The expected answer is a copy of every line in the listing that has the word "AnalyzeCompanyResponse".
>>>
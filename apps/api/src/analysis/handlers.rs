//! Axum route handlers for the JD Analysis API.

use axum::Json;
use serde::{Deserialize, Serialize};

use crate::analysis::jd_analyzer::{analyze_job_description, JdAnalysis};
use crate::errors::AppError;

#[derive(Debug, Deserialize)]
pub struct AnalyzeJdRequest {
    pub jd_text: String,
}

#[derive(Debug, Serialize)]
pub struct AnalyzeJdResponse {
    pub analysis: JdAnalysis,
}

/// POST /api/v1/jd/analyze
///
/// Runs keyword, requirement and seniority extraction over a raw JD.
pub async fn handle_analyze_jd(
    Json(request): Json<AnalyzeJdRequest>,
) -> Result<Json<AnalyzeJdResponse>, AppError> {
    if request.jd_text.trim().is_empty() {
        return Err(AppError::Validation("jd_text cannot be empty".to_string()));
    }

    let analysis = analyze_job_description(&request.jd_text);
    tracing::debug!(
        keywords = analysis.ats_keywords.len(),
        seniority = ?analysis.seniority,
        "JD analyzed"
    );

    Ok(Json(AnalyzeJdResponse { analysis }))
}
//! Axum route handlers for the Company Analysis API.

use axum::Json;
use serde::Serialize;

use crate::company::analyzer::{analyze_company, CompanyAnalysis, CompanyProfile};
use crate::errors::AppError;

#[derive(Debug, Serialize)]
pub struct AnalyzeCompanyResponse {
    pub analysis: CompanyAnalysis,
}

/// POST /api/v1/companies/analyze
///
/// Synthesizes flags, talking points and interview insights from
/// user-supplied company research.
pub async fn handle_analyze_company(
    Json(profile): Json<CompanyProfile>,
) -> Result<Json<AnalyzeCompanyResponse>, AppError> {
    if profile.name.trim().is_empty() {
        return Err(AppError::Validation("name cannot be empty".to_string()));
    }

    let analysis = analyze_company(&profile);
    tracing::debug!(
        company = %profile.name,
        green = analysis.green_flags.len(),
        red = analysis.red_flags.len(),
        "Company analyzed"
    );

    Ok(Json(AnalyzeCompanyResponse { analysis }))
}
<<<
> SOLVED PROBLEM:
pub struct AnalyzeCompanyResponse {
) -> Result<Json<AnalyzeCompanyResponse>, AppError> {
    Ok(Json(AnalyzeCompanyResponse { analysis }))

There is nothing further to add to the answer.